EXERCISE BRIEF – Could you copy every line of the data that contains the word "MuteHandler"?

MATERIAL SUPPLIED –
^^^^
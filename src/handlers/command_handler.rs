use log::info;

use crate::bot::{BotContext, Command, IncomingMessage};
use crate::handlers::{CallbackHandler, HandlerError, MuteHandler, MuteNotice};
use crate::localization::Lang;
use crate::utils::duration::{self, DurationInput, DEFAULT_MUTE_SECONDS};

pub struct CommandHandler;

impl CommandHandler {
    pub async fn handle_command(
        ctx: &BotContext,
        msg: &IncomingMessage,
        cmd: Command,
    ) -> Result<(), HandlerError> {
        let lang = ctx.chat_language(msg.chat_id).await;

        match cmd {
            Command::MuteMe(arg) => Self::handle_muteme_command(ctx, msg, &arg, lang).await,
            Command::SetLang => Self::handle_setlang_command(ctx, msg, lang).await,
            Command::Help | Command::Start => {
                let text = ctx.text("help", lang);
                ctx.send_logged(msg.chat_id, &text, Some(msg.message_id), None)
                    .await;
                Ok(())
            }
        }
    }

    async fn handle_muteme_command(
        ctx: &BotContext,
        msg: &IncomingMessage,
        arg: &str,
        lang: Lang,
    ) -> Result<(), HandlerError> {
        if !msg.is_group {
            let text = ctx.text("muteme_group_only", lang);
            ctx.send_logged(msg.chat_id, &text, Some(msg.message_id), None)
                .await;
            return Ok(());
        }

        let (seconds, notice) = match duration::classify(arg) {
            DurationInput::Empty => {
                let keyboard = CallbackHandler::create_mute_presets_keyboard(
                    &ctx.translations,
                    msg.user_id,
                    lang,
                );
                let text = ctx.text("muteme_choose", lang);
                ctx.send_logged(msg.chat_id, &text, Some(msg.message_id), Some(keyboard))
                    .await;
                return Ok(());
            }
            DurationInput::Ambiguous(amount) => {
                let keyboard = CallbackHandler::create_unit_choice_keyboard(
                    &ctx.translations,
                    msg.user_id,
                    amount,
                    lang,
                );
                let amount = amount.to_string();
                let text = ctx.translations.resolve(
                    "muteme_ambiguous",
                    lang,
                    &[("amount", amount.as_str())],
                );
                ctx.send_logged(msg.chat_id, &text, Some(msg.message_id), Some(keyboard))
                    .await;
                return Ok(());
            }
            DurationInput::Valid(parsed) => {
                (parsed.seconds, parsed.capped.then_some(MuteNotice::Capped))
            }
            DurationInput::Invalid => {
                info!(
                    "Unparsable duration '{}' from user {} in chat {}, using default",
                    arg, msg.user_id, msg.chat_id
                );
                (DEFAULT_MUTE_SECONDS, Some(MuteNotice::Invalid))
            }
        };

        let role = ctx.member_role(msg.chat_id, msg.user_id).await?;
        if role.is_admin() {
            let text = ctx.text("muteme_admin", lang);
            ctx.send_logged(msg.chat_id, &text, Some(msg.message_id), None)
                .await;
            return Ok(());
        }

        MuteHandler::apply_mute(ctx, msg.chat_id, msg.user_id, seconds).await?;

        let text = MuteHandler::confirmation_text(
            ctx,
            msg.user_id,
            &msg.first_name,
            seconds,
            notice,
            lang,
        );
        ctx.send_logged(msg.chat_id, &text, Some(msg.message_id), None)
            .await;

        Ok(())
    }

    async fn handle_setlang_command(
        ctx: &BotContext,
        msg: &IncomingMessage,
        lang: Lang,
    ) -> Result<(), HandlerError> {
        // in a private chat the user owns the chat
        if msg.is_group {
            let role = ctx.member_role(msg.chat_id, msg.user_id).await?;
            if !role.is_admin() {
                info!(
                    "Non-admin user {} tried /setlang in chat {}",
                    msg.user_id, msg.chat_id
                );
                let text = ctx.text("setlang_admin_only", lang);
                ctx.send_logged(msg.chat_id, &text, Some(msg.message_id), None)
                    .await;
                return Ok(());
            }
        }

        let keyboard = CallbackHandler::create_language_keyboard(&ctx.translations);
        let text = ctx.text("setlang_choose", lang);
        ctx.send_logged(msg.chat_id, &text, Some(msg.message_id), Some(keyboard))
            .await;

        Ok(())
    }
}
^^^^
ANSWER TO THIS TASK –
use crate::handlers::{CallbackHandler, HandlerError, MuteHandler, MuteNotice};
        MuteHandler::apply_mute(ctx, msg.chat_id, msg.user_id, seconds).await?;
        let text = MuteHandler::confirmation_text(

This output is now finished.